Los catalanes, al menos los independentistas, se están conduciendo como los más españoles de todos los españoles desde hace dos siglos: corren detrás de las banderas como han hecho aquí todos desde 1808; se emocionan con los vítores y los cánticos patrios exactamente igual que en su día hicieron los liberales, los carlistas, los cristinos, los alfonsinos, los republicanos, los anarquistas, los comunistas, los falangistas, los ultrasur, los devotos de la Virgen del Pilar y tooodos los españoles de los últimos doscientos años, románticos, apasionados, idealistas, extremos, crédulos, furibundos y desde luego también egoístas. Lo pintó Goya como cincuenta veces.

Otra vez las banderitas. Otra vez los himnos de los cojones. Otra vez las soflamas, las consignas, las mentiras. Otras vez los vendedores o salvadores de patrias. Otra vez las fronteras. Otra vez los cánticos-fiestas-banderas-y-colgaduras de toda la vida de Dios. Otra vez la promesa imposible, inalcanzable, falsa (pero tan ilusionante, eso es lo peor que tiene), de la puta felicidad.

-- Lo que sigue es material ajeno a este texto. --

//! Checkpoint persistence and verification for resumable runs.
//!
//! The checkpoint (`checkpoint.json`) records which stages are complete and
//! which stage-2 founders are done. Every mutation is a read-merge-write of
//! the on-disk document followed by a durable replace, so fields written by
//! other versions survive. A claim in the checkpoint is only trusted after
//! [`CheckpointStore::verify`] has checked it against the backing files.

use std::collections::{BTreeMap, BTreeSet};
use std::fmt;
use std::fs;
use std::path::{Path, PathBuf};

use anyhow::{Context, Result, bail};
use serde::{Deserialize, Serialize};
use serde_json::Value;
use tracing::{debug, info, warn};

use super::fsutil::write_atomic;
use super::jsonl::{DurableFile, read_jsonl};
use super::run_paths::RunPaths;
use crate::core::types::{ParticipantId, Stage, StageOutputRecord};

pub const FORMAT_VERSION: u32 = 1;

/// On-disk checkpoint. Missing fields default; unknown fields are kept in `extra`.
#[derive(Debug, Clone, PartialEq, Serialize, Deserialize)]
#[serde(default)]
pub struct Checkpoint {
    pub format_version: u32,
    pub stage1_complete: bool,
    pub stage2_complete: bool,
    pub stage3_complete: bool,
    pub stage2_participants_done: BTreeSet<ParticipantId>,
    pub updated_at: Option<String>,
    #[serde(flatten)]
    pub extra: BTreeMap<String, Value>,
}

impl Default for Checkpoint {
    fn default() -> Self {
        Self {
            format_version: FORMAT_VERSION,
            stage1_complete: false,
            stage2_complete: false,
            stage3_complete: false,
            stage2_participants_done: BTreeSet::new(),
            updated_at: None,
            extra: BTreeMap::new(),
        }
    }
}

/// Coarse progress derived from the checkpoint flags.
#[derive(Debug, Clone, Copy, PartialEq, Eq)]
pub enum CheckpointState {
    Empty,
    Stage1Done,
    /// Stage 2 in progress with this many founders done.
    Stage2Partial(usize),
    Stage2Done,
    Stage3Done,
}

impl fmt::Display for CheckpointState {
    fn fmt(&self, f: &mut fmt::Formatter<'_>) -> fmt::Result {
        match self {
            CheckpointState::Empty => write!(f, "empty"),
            CheckpointState::Stage1Done => write!(f, "stage 1 done"),
            CheckpointState::Stage2Partial(done) => write!(f, "stage 2 partial ({done} done)"),
            CheckpointState::Stage2Done => write!(f, "stage 2 done"),
            CheckpointState::Stage3Done => write!(f, "stage 3 done"),
        }
    }
}

impl Checkpoint {
    pub fn is_complete(&self, stage: Stage) -> bool {
        match stage {
            Stage::Stage1 => self.stage1_complete,
            Stage::Stage2 => self.stage2_complete,
            Stage::Stage3 => self.stage3_complete,
        }
    }

    fn set_complete(&mut self, stage: Stage, complete: bool) {
        match stage {
            Stage::Stage1 => self.stage1_complete = complete,
            Stage::Stage2 => self.stage2_complete = complete,
            Stage::Stage3 => self.stage3_complete = complete,
        }
    }

    pub fn state(&self) -> CheckpointState {
        if self.stage3_complete {
            CheckpointState::Stage3Done
        } else if self.stage2_complete {
            CheckpointState::Stage2Done
        } else if !self.stage2_participants_done.is_empty() {
            CheckpointState::Stage2Partial(self.stage2_participants_done.len())
        } else if self.stage1_complete {
            CheckpointState::Stage1Done
        } else {
            CheckpointState::Empty
        }
    }
}

/// One backing file and the participants it must hold exactly once each.
#[derive(Debug, Clone, Copy)]
pub struct Backing<'a> {
    pub path: &'a Path,
    pub expected: &'a BTreeSet<ParticipantId>,
}

/// How a backing file disagreed with the checkpoint's claim.
#[derive(Debug, Clone, Default, PartialEq, Eq)]
pub struct Discrepancy {
    pub file: PathBuf,
    pub missing: BTreeSet<ParticipantId>,
    pub unexpected: BTreeSet<ParticipantId>,
    pub duplicated: BTreeSet<ParticipantId>,
    /// Expected participants with exactly one intact record in the file.
    pub recorded: BTreeSet<ParticipantId>,
    /// Why the file (or part of it) could not be read.
    pub detail: Option<String>,
}

impl fmt::Display for Discrepancy {
    fn fmt(&self, f: &mut fmt::Formatter<'_>) -> fmt::Result {
        write!(f, "{}", self.file.display())?;
        let list = |set: &BTreeSet<ParticipantId>| set.iter().cloned().collect::<Vec<_>>().join(",");
        write!(
            f,
            ": missing [{}] unexpected [{}] duplicated [{}]",
            list(&self.missing),
            list(&self.unexpected),
            list(&self.duplicated)
        )?;
        if let Some(detail) = &self.detail {
            write!(f, " ({detail})")?;
        }
        Ok(())
    }
}

#[derive(Debug, Clone, PartialEq, Eq)]
pub enum Verification {
    /// The stage is claimed complete and its backing files agree.
    Trusted,
    /// The checkpoint does not claim the stage complete.
    NotClaimed,
    /// The stage is claimed complete but a backing file disagrees.
    Mismatch(Discrepancy),
}

#[derive(Debug, Clone)]
pub struct CheckpointStore {
    path: PathBuf,
}

impl CheckpointStore {
    pub fn new(paths: &RunPaths) -> Self {
        Self {
            path: paths.checkpoint_path.clone(),
        }
    }

    pub fn path(&self) -> &Path {
        &self.path
    }

    /// Load the checkpoint, or an empty one if the file does not exist.
    pub fn load(&self) -> Result<Checkpoint> {
        if !self.path.exists() {
            debug!(path = %self.path.display(), "no checkpoint on disk");
            return Ok(Checkpoint::default());
        }
        let contents = fs::read_to_string(&self.path)
            .with_context(|| format!("read checkpoint {}", self.path.display()))?;
        serde_json::from_str(&contents)
            .with_context(|| format!("parse checkpoint {}", self.path.display()))
    }

    /// Write an empty checkpoint unless one already exists.
    pub fn initialize(&self) -> Result<Checkpoint> {
        if self.path.exists() {
            return self.load();
        }
        let mut checkpoint = Checkpoint::default();
        self.write(&mut checkpoint)?;
        Ok(checkpoint)
    }

    /// Add `participant` to the stage's done-set.
    pub fn record_participant_done(&self, stage: Stage, participant: &str) -> Result<Checkpoint> {
        if stage != Stage::Stage2 {
            bail!("{stage} does not track per-participant progress");
        }
        self.update(|checkpoint| {
            checkpoint
                .stage2_participants_done
                .insert(participant.to_string());
        })
        .inspect(|_| debug!(stage = %stage, participant, "checkpointed participant"))
    }

    /// Mark `stage` complete. Requires proof that its backing files are durable.
    pub fn record_stage_complete(&self, stage: Stage, files: &[DurableFile]) -> Result<Checkpoint> {
        if files.is_empty() {
            bail!("cannot mark {stage} complete without durable backing files");
        }
        for file in files {
            if !file.path().exists() {
                bail!(
                    "backing file {} for {stage} disappeared before checkpointing",
                    file.path().display()
                );
            }
        }
        let checkpoint = self.update(|checkpoint| checkpoint.set_complete(stage, true))?;
        info!(stage = %stage, files = files.len(), "stage checkpointed complete");
        Ok(checkpoint)
    }

    /// Clear the complete flag of `stage` and every later stage.
    ///
    /// Rerunning stage 1 or 2 also forgets the stage-2 done-set.
    pub fn reset_from(&self, stage: Stage) -> Result<Checkpoint> {
        self.withdraw(stage, &Discrepancy::default())
    }

    /// Restrict the stage-2 done-set to `keep`.
    pub fn retain_participants_done(&self, keep: &BTreeSet<ParticipantId>) -> Result<Checkpoint> {
        self.update(|checkpoint| {
            checkpoint
                .stage2_participants_done
                .retain(|participant| keep.contains(participant));
        })
    }

    /// Withdraw a claim that failed verification.
    ///
    /// Clears `stage` and every later flag. Withdrawing stage 2 keeps the
    /// done founders whose records are still intact in the backing file, so
    /// only the missing ones rerun; withdrawing stage 1 forgets them all.
    pub fn withdraw(&self, stage: Stage, discrepancy: &Discrepancy) -> Result<Checkpoint> {
        self.update(|checkpoint| {
            for later in Stage::ALL.into_iter().filter(|later| *later >= stage) {
                checkpoint.set_complete(later, false);
            }
            match stage {
                Stage::Stage1 => checkpoint.stage2_participants_done.clear(),
                Stage::Stage2 => checkpoint
                    .stage2_participants_done
                    .retain(|participant| discrepancy.recorded.contains(participant)),
                Stage::Stage3 => {}
            }
        })
    }

    /// Check a complete-claim against the stage's backing files.
    ///
    /// Never fails: unreadable or missing files are reported as a mismatch.
    pub fn verify(&self, checkpoint: &Checkpoint, stage: Stage, backing: &[Backing<'_>]) -> Verification {
        if !checkpoint.is_complete(stage) {
            return Verification::NotClaimed;
        }
        for file in backing {
            if let Some(discrepancy) = check_backing_file(file.path, file.expected) {
                warn!(
                    stage = %stage,
                    discrepancy = %discrepancy,
                    "checkpoint claims stage complete but backing file disagrees; rerunning stage"
                );
                return Verification::Mismatch(discrepancy);
            }
        }
        debug!(stage = %stage, "checkpoint claim verified");
        Verification::Trusted
    }

    /// Return the subset of the stage-2 done-set backed by a readable plan file.
    pub fn verify_participants_done(
        &self,
        checkpoint: &Checkpoint,
        paths: &RunPaths,
    ) -> Result<BTreeSet<ParticipantId>> {
        let mut trusted = BTreeSet::new();
        for participant in &checkpoint.stage2_participants_done {
            let Some(version) = paths.latest_plan_version(participant)? else {
                warn!(participant = %participant, "claimed done but no plan file found; rerunning");
                continue;
            };
            let path = paths.plan_version_path(participant, version);
            match read_jsonl::<StageOutputRecord>(&path) {
                Ok(records) if records.iter().any(|r| &r.participant == participant) => {
                    trusted.insert(participant.clone());
                }
                Ok(_) => {
                    warn!(participant = %participant, path = %path.display(), "plan file holds no record; rerunning");
                }
                Err(err) => {
                    warn!(participant = %participant, err = %format!("{err:#}"), "plan file unreadable; rerunning");
                }
            }
        }
        Ok(trusted)
    }

    fn update(&self, mutate: impl FnOnce(&mut Checkpoint)) -> Result<Checkpoint> {
        let mut checkpoint = self.load()?;
        mutate(&mut checkpoint);
        self.write(&mut checkpoint)?;
        Ok(checkpoint)
    }

    fn write(&self, checkpoint: &mut Checkpoint) -> Result<()> {
        checkpoint.updated_at = Some(chrono::Utc::now().to_rfc3339());
        let mut buf = serde_json::to_string_pretty(checkpoint).context("serialize checkpoint")?;
        buf.push('\n');
        write_atomic(&self.path, buf.as_bytes())
    }
}

/// Compare a backing file's participants with `expected`.
///
/// Lines that do not parse (a torn final write) are reported but do not hide
/// the intact records around them.
pub fn check_backing_file(path: &Path, expected: &BTreeSet<ParticipantId>) -> Option<Discrepancy> {
    let mut discrepancy = Discrepancy {
        file: path.to_path_buf(),
        ..Discrepancy::default()
    };
    if !path.exists() {
        discrepancy.missing = expected.clone();
        discrepancy.detail = Some("backing file missing".to_string());
        return Some(discrepancy);
    }
    let contents = match fs::read_to_string(path) {
        Ok(contents) => contents,
        Err(err) => {
            discrepancy.missing = expected.clone();
            discrepancy.detail = Some(format!("read failed: {err}"));
            return Some(discrepancy);
        }
    };

    let mut counts: BTreeMap<String, usize> = BTreeMap::new();
    let mut malformed = Vec::new();
    for (index, line) in contents.lines().enumerate() {
        if line.trim().is_empty() {
            continue;
        }
        match serde_json::from_str::<StageOutputRecord>(line) {
            Ok(record) => *counts.entry(record.participant).or_default() += 1,
            Err(_) => malformed.push(index + 1),
        }
    }
    if !malformed.is_empty() {
        discrepancy.detail = Some(format!("malformed lines {malformed:?}"));
    }
    for participant in expected {
        match counts.get(participant) {
            None => {
                discrepancy.missing.insert(participant.clone());
            }
            Some(1) => {
                discrepancy.recorded.insert(participant.clone());
            }
            Some(_) => {}
        }
    }
    for (participant, count) in &counts {
        if !expected.contains(participant) {
            discrepancy.unexpected.insert(participant.clone());
        }
        if *count > 1 {
            discrepancy.duplicated.insert(participant.clone());
        }
    }
    if discrepancy.missing.is_empty()
        && discrepancy.unexpected.is_empty()
        && discrepancy.duplicated.is_empty()
        && discrepancy.detail.is_none()
    {
        None
    } else {
        Some(discrepancy)
    }
}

No nos damos cuenta de algo que sabe muy bien cualquiera que no sea un adolescente recién enamorado o un español típico y tópico: que la felicidad no existe.

Lo que sí existe, y lo que trae el progreso, es el esfuerzo en la convivencia, el esfuerzo en la armonía, en la comprensión. El esfuerzo de ayudarse unos a otros, de respetarse, de llegar a acuerdos que nos permitan vivir juntos y cada vez un poco mejor. El esfuerzo en redactar leyes que no satisfagan completamente a nadie (que no hagan feliz a nadie, por tanto), pero en las que quepamos todos y que respetemos todos. El esfuerzo en darnos cuenta de que, cuando la casa en que vivimos tiene goteras, lo que hay que hacer es reparar las goteras, coño, no quemar la casa. El esfuerzo de comprendernos y aceptarnos para convivir en paz, para desterrar el rencor, para eliminar el odio que en estos últimos tiempos no hace más que crecer, y que nos inutiliza a todos porque no nos deja pensar. Como nos ha sucedido siempre.

El esfuerzo de vivir. El esfuerzo de entenderse y hasta de quererse, porque el amor largo y la convivencia larga (la conllevanza, que decía Ortega) necesitan de mucho esfuerzo compartido, sobre todo cuando el otro se pone insufrible, cosa frecuente. Lo que hace grandes y prósperos a los pueblos es el esfuerzo en común. Saber mirar, por encima de la rabia de hoy (sin duda más que justificada),  hacia el inmenso ayer, que no siempre fue fácil, y hacia el mañana, que tampoco lo será pero que merece la pena construir juntos, caramba, que llevamos en ello toda la vida y ya sabemos cómo se hace. Y eso se logra sólo con esfuerzo. No con la infantil búsqueda de la felicidad a base de echarlo todo abajo cada vez que nos cabreamos. No con la persecución idiota de la felicidad, que precede inexorablemente a la decepción, a la amargura y a la ira. Que es lo que nos ha pasado siempre. Siempre. Siempre.

Y ahora, otra vez. Otra vez. Pero ¿es que no vamos a aprender nunca? ¿Es que debemos resignarnos a ser un pueblo maldito, temblando perpetuamente de fiebre por la malaria incurable de exigir la felicidad?